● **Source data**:
BEGIN
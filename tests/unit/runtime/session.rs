use super::*;
use crate::animation::ease::Ease;
use crate::animation::timeline::{Position, PropertyTween, TimelineDefaults, TweenOpts};
use crate::animation::value::{Property, Value};
use crate::foundation::core::Rect;
use crate::scene::tree::ElementId;

/// 1000 px viewport over a 5000 px page; the region spans offsets [1000, 1800].
fn runtime() -> (AnimationRuntime, ElementId, RegionId) {
    let mut rt = AnimationRuntime::new(
        Viewport::new(1440.0, 1000.0).unwrap(),
        5000.0,
        SmoothScrollConfig::default(),
    )
    .unwrap();
    let trigger = rt.tree_mut().insert(Rect::new(0.0, 1800.0, 1440.0, 2000.0));
    let region = rt.register_region(ObservedRegion::new(
        trigger,
        "top 80%".parse().unwrap(),
        "bottom 20%".parse().unwrap(),
    ));
    (rt, trigger, region)
}

fn fade(rt: &mut AnimationRuntime, target: ElementId, mut timeline: Timeline) -> TimelineId {
    timeline
        .tween(
            rt.tree(),
            &[target],
            &[PropertyTween::from_to(
                Property::Opacity,
                Value::Scalar(0.0),
                Value::Scalar(1.0),
            )],
            Position::At(0.0),
            TweenOpts {
                duration: Some(1.0),
                ease: Some(Ease::Linear),
                stagger: None,
            },
        )
        .unwrap();
    rt.add_timeline(timeline)
}

fn opacity(rt: &AnimationRuntime, id: ElementId) -> f64 {
    rt.tree().style(id).unwrap().opacity
}

#[test]
fn scrubbed_timeline_follows_region_within_the_same_frame() {
    let (mut rt, trigger, region) = runtime();
    let tl = fade(&mut rt, trigger, Timeline::scrubbed());
    rt.bind_scrub(tl, region, ScrubOpts::default()).unwrap();

    rt.frame(0.0);
    assert_eq!(opacity(&rt, trigger), 0.0);

    rt.scroll_to(1400.0, true);
    let report = rt.frame(1.0 / 60.0);
    assert_eq!(report.offset, 1400.0);
    assert_eq!(opacity(&rt, trigger), 0.5);

    rt.scroll_to(1800.0, true);
    rt.frame(2.0 / 60.0);
    assert_eq!(opacity(&rt, trigger), 1.0);
}

#[test]
fn unchanged_progress_is_not_reseeked() {
    let (mut rt, trigger, region) = runtime();
    let tl = fade(&mut rt, trigger, Timeline::scrubbed());
    rt.bind_scrub(tl, region, ScrubOpts::default()).unwrap();
    rt.frame(0.0);
    let writes = rt.tree().writes();
    rt.frame(0.1);
    rt.frame(0.2);
    assert_eq!(rt.tree().writes(), writes);
}

#[test]
fn deferred_render_waits_for_progress() {
    let (mut rt, trigger, region) = runtime();
    let tl = fade(&mut rt, trigger, Timeline::scrubbed());
    rt.bind_scrub(
        tl,
        region,
        ScrubOpts {
            immediate_render: false,
            ..ScrubOpts::default()
        },
    )
    .unwrap();
    rt.frame(0.0);
    assert_eq!(rt.tree().writes(), 0);
    assert_eq!(opacity(&rt, trigger), 1.0);

    rt.scroll_to(1200.0, true);
    rt.frame(0.1);
    assert_eq!(opacity(&rt, trigger), 0.25);
}

#[test]
fn smoothed_scrub_lags_behind_region_progress() {
    let (mut rt, trigger, region) = runtime();
    let tl = fade(&mut rt, trigger, Timeline::scrubbed());
    rt.bind_scrub(
        tl,
        region,
        ScrubOpts {
            mode: ScrubMode::Smoothed { lag: 1.2 },
            ..ScrubOpts::default()
        },
    )
    .unwrap();
    rt.frame(0.0);
    rt.scroll_to(1800.0, true);
    rt.frame(0.1);
    let first = opacity(&rt, trigger);
    assert!(first > 0.0 && first < 0.2);

    let mut now = 0.1;
    for _ in 0..200 {
        now += 0.1;
        rt.frame(now);
    }
    assert_eq!(opacity(&rt, trigger), 1.0);
}

#[test]
fn wall_clock_completion_is_reported_once() {
    let (mut rt, trigger, _) = runtime();
    let tl = fade(&mut rt, trigger, Timeline::wall_clock(TimelineDefaults::default()));
    assert!(rt.play_timeline(tl));
    rt.frame(0.0);
    assert!(rt.frame(0.5).completed.is_empty());
    assert_eq!(opacity(&rt, trigger), 0.5);
    assert_eq!(rt.frame(1.0).completed, vec![tl]);
    assert!(rt.frame(1.5).completed.is_empty());
    assert_eq!(rt.timeline_state(tl), Some(PlaybackState::Completed));
}

#[test]
fn reduced_motion_jumps_to_the_end() {
    let (mut rt, trigger, _) = runtime();
    rt.set_reduced_motion(true);
    let tl = fade(&mut rt, trigger, Timeline::wall_clock(TimelineDefaults::default()));
    assert!(rt.play_timeline(tl));
    assert_eq!(opacity(&rt, trigger), 1.0);
    assert_eq!(rt.frame(0.0).completed, vec![tl]);
    assert!(rt.frame(0.1).completed.is_empty());
}

#[test]
fn reduced_motion_holds_scrubbed_reveals_at_rest() {
    let (mut rt, trigger, region) = runtime();
    rt.set_reduced_motion(true);
    let tl = fade(&mut rt, trigger, Timeline::scrubbed());
    rt.bind_scrub(tl, region, ScrubOpts::default()).unwrap();

    rt.frame(0.0);
    assert_eq!(opacity(&rt, trigger), 1.0);
    let writes = rt.tree().writes();

    let mut seen = Vec::new();
    for (i, offset) in [1200.0, 1400.0, 1600.0, 0.0].into_iter().enumerate() {
        rt.scroll_to(offset, true);
        rt.frame(0.1 * (i + 1) as f64);
        seen.push(opacity(&rt, trigger));
    }
    assert_eq!(seen, vec![1.0; 4]);
    assert_eq!(rt.tree().writes(), writes);
    assert_eq!(rt.observer().progress(region), Some(0.0));
}

#[test]
fn reduced_motion_leaves_deferred_exits_untouched() {
    let (mut rt, trigger, region) = runtime();
    rt.set_reduced_motion(true);
    let tl = fade(&mut rt, trigger, Timeline::scrubbed());
    rt.bind_scrub(
        tl,
        region,
        ScrubOpts {
            immediate_render: false,
            rest: 0.0,
            ..ScrubOpts::default()
        },
    )
    .unwrap();
    for (i, offset) in [0.0, 1400.0, 1800.0].into_iter().enumerate() {
        rt.scroll_to(offset, true);
        rt.frame(0.1 * i as f64);
    }
    assert_eq!(rt.tree().writes(), 0);
}

#[test]
fn cancelled_slots_are_reused_with_fresh_handles() {
    let (mut rt, trigger, _) = runtime();
    let first = fade(&mut rt, trigger, Timeline::scrubbed());
    assert!(rt.cancel_timeline(first));

    let mut last = first;
    for _ in 0..50 {
        last = fade(&mut rt, trigger, Timeline::wall_clock(TimelineDefaults::default()));
        assert!(rt.play_timeline(last));
        assert!(rt.cancel_timeline(last));
    }
    assert_eq!(rt.timeline_slots(), 1);
    assert_eq!(rt.timeline_count(), 0);

    let live = fade(&mut rt, trigger, Timeline::scrubbed());
    assert_ne!(live, first);
    assert!(rt.timeline(first).is_none());
    assert!(!rt.cancel_timeline(last));
    assert!(rt.timeline(live).is_some());
    assert_eq!(rt.timeline_slots(), 1);
}

#[test]
fn scrubbed_timelines_cannot_be_played() {
    let (mut rt, trigger, region) = runtime();
    let scrubbed = fade(&mut rt, trigger, Timeline::scrubbed());
    assert!(!rt.play_timeline(scrubbed));

    let wall = fade(&mut rt, trigger, Timeline::wall_clock(TimelineDefaults::default()));
    assert!(rt.bind_scrub(wall, region, ScrubOpts::default()).is_err());
    let unknown = TimelineId {
        index: 99,
        generation: 0,
    };
    assert!(rt.bind_scrub(unknown, region, ScrubOpts::default()).is_err());
}

#[test]
fn cancelled_timeline_stops_writing() {
    let (mut rt, trigger, region) = runtime();
    let tl = fade(&mut rt, trigger, Timeline::scrubbed());
    rt.bind_scrub(tl, region, ScrubOpts::default()).unwrap();
    rt.frame(0.0);
    assert!(rt.cancel_timeline(tl));
    assert!(!rt.cancel_timeline(tl));

    let writes = rt.tree().writes();
    rt.scroll_to(1500.0, true);
    rt.frame(0.1);
    assert_eq!(rt.tree().writes(), writes);
    assert!(rt.timeline(tl).is_none());
}

#[test]
fn resize_remeasures_regions() {
    let (mut rt, _, region) = runtime();
    assert_eq!(rt.observer().bounds(region), Some((1000.0, 1800.0)));
    rt.resize(Viewport::new(1440.0, 500.0).unwrap(), 5000.0);
    assert_eq!(rt.observer().bounds(region), Some((1400.0, 1900.0)));
}

#[test]
fn dispose_freezes_everything() {
    let (mut rt, trigger, region) = runtime();
    let tl = fade(&mut rt, trigger, Timeline::scrubbed());
    rt.bind_scrub(tl, region, ScrubOpts::default()).unwrap();
    rt.frame(0.0);
    rt.dispose();
    rt.dispose();

    let writes = rt.tree().writes();
    rt.push_input(ScrollInput::Wheel(500.0));
    let report = rt.frame(0.5);
    assert!(report.events.is_empty());
    assert_eq!(report.offset, 0.0);
    assert_eq!(rt.tree().writes(), writes);
    assert!(rt.observer().is_empty());
}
END
The reply should hold only the lines from the top of the records through the line that has "1800.0, 1440.0, 2000.0));", each one exact.

filename tests/unit/runtime/session.rs
use super::*;
use crate::animation::ease::Ease;
use crate::animation::timeline::{Position, PropertyTween, TimelineDefaults, TweenOpts};
use crate::animation::value::{Property, Value};
use crate::foundation::core::Rect;
use crate::scene::tree::ElementId;

/// 1000 px viewport over a 5000 px page; the region spans offsets [1000, 1800].
fn runtime() -> (AnimationRuntime, ElementId, RegionId) {
    let mut rt = AnimationRuntime::new(
        Viewport::new(1440.0, 1000.0).unwrap(),
        5000.0,
        SmoothScrollConfig::default(),
    )
    .unwrap();
    let trigger = rt.tree_mut().insert(Rect::new(0.0, 1800.0, 1440.0, 2000.0));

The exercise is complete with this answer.